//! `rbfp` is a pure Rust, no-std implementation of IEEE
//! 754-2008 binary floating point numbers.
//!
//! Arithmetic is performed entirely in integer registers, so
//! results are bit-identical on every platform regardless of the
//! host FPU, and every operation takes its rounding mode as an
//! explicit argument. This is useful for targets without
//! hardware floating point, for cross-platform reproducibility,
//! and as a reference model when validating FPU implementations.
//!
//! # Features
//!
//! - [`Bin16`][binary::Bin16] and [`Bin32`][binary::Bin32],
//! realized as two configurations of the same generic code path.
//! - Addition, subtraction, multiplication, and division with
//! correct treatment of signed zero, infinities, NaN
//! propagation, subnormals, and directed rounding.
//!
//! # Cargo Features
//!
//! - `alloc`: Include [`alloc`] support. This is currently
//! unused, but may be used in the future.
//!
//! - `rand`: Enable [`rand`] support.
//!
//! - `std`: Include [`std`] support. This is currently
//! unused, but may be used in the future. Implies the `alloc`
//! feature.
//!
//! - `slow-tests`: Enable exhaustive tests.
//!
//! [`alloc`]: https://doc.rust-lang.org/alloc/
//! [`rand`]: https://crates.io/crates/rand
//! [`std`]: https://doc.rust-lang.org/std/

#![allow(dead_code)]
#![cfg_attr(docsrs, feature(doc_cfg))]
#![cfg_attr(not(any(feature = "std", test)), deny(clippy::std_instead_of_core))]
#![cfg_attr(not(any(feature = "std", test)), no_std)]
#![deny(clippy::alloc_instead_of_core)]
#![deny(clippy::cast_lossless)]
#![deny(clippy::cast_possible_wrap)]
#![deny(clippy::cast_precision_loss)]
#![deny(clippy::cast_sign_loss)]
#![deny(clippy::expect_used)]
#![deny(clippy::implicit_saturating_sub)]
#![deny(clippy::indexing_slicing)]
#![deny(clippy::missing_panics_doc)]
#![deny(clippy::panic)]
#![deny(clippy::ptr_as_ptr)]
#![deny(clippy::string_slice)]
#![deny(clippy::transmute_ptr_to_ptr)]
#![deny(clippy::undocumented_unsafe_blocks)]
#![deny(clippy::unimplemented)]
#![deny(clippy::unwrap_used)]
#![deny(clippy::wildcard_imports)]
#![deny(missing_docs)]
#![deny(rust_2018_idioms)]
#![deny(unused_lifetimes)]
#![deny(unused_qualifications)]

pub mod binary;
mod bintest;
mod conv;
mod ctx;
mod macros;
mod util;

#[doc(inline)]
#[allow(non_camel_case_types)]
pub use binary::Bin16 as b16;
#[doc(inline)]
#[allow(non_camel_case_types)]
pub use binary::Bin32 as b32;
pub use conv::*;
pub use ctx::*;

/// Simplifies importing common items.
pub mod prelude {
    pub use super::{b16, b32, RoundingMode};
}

──────────────────────────────

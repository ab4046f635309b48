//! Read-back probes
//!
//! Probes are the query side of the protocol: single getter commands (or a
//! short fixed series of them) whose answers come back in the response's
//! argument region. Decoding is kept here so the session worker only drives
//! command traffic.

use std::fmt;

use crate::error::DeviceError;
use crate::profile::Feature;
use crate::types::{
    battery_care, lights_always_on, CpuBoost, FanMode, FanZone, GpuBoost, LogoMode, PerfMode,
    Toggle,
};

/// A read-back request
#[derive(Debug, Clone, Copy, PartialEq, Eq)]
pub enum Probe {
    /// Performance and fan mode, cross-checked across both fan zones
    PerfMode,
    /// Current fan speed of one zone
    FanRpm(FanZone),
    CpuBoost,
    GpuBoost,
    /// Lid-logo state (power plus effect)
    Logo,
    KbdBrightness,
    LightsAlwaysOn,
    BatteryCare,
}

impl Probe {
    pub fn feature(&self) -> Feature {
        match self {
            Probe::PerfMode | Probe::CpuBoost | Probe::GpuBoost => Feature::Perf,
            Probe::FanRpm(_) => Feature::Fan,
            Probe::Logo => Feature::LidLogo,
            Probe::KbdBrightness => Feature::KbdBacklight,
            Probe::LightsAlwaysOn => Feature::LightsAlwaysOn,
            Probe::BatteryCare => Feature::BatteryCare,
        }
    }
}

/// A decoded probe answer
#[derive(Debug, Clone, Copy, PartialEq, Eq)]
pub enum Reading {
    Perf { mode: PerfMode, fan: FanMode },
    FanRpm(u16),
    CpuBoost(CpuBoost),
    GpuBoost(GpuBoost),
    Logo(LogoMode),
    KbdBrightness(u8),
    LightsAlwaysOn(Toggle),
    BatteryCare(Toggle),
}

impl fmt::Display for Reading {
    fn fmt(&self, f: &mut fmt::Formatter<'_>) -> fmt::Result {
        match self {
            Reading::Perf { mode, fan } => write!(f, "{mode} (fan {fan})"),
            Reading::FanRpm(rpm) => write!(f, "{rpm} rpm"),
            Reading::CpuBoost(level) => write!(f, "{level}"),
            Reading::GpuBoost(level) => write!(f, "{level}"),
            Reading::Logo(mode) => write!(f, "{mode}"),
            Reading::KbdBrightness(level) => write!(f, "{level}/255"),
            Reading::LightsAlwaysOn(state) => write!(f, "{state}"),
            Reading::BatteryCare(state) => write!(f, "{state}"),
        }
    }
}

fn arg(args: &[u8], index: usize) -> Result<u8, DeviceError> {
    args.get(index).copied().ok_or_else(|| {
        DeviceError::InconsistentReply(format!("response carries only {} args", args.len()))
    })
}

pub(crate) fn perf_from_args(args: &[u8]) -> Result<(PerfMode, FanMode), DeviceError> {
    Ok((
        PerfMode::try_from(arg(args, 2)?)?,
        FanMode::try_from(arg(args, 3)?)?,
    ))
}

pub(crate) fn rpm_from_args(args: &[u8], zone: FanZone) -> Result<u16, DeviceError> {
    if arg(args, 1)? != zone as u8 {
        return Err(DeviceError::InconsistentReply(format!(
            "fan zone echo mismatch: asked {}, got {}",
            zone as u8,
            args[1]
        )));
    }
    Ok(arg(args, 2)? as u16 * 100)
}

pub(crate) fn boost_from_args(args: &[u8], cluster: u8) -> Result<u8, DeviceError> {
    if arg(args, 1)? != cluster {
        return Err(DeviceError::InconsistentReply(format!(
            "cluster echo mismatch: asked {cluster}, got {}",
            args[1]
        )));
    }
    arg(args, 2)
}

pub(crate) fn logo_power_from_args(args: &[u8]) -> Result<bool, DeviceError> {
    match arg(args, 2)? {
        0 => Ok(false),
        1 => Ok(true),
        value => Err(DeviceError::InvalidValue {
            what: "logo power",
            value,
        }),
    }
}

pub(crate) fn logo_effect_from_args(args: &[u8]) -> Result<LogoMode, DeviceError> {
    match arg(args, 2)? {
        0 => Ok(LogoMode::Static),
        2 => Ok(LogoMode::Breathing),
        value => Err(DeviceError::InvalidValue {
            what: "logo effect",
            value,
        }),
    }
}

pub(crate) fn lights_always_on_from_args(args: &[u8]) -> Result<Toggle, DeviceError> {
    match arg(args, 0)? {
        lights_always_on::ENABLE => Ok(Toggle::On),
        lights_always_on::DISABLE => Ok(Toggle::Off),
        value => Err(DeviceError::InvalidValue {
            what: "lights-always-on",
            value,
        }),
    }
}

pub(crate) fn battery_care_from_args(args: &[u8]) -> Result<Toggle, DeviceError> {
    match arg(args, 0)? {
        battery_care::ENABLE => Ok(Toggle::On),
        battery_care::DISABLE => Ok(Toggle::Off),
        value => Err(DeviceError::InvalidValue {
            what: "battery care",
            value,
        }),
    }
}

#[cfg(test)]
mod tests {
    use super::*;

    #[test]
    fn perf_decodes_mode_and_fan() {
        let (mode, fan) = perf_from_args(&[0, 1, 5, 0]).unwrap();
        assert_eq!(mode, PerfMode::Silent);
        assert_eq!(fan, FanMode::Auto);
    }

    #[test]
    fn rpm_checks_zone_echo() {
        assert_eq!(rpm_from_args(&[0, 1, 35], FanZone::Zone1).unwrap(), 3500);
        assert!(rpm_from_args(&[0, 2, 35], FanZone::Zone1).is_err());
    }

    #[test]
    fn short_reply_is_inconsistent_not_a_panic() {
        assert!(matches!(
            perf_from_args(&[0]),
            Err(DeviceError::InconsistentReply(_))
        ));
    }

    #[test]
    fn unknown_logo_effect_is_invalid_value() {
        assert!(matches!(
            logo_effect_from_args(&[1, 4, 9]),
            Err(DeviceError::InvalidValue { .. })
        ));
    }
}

──────────────────────────────

§ Task: Read through the entries above and copy each line that has the string "what" in it.

§ Written response:
            what: "logo power",
            what: "logo effect",
            what: "lights-always-on",
            what: "battery care",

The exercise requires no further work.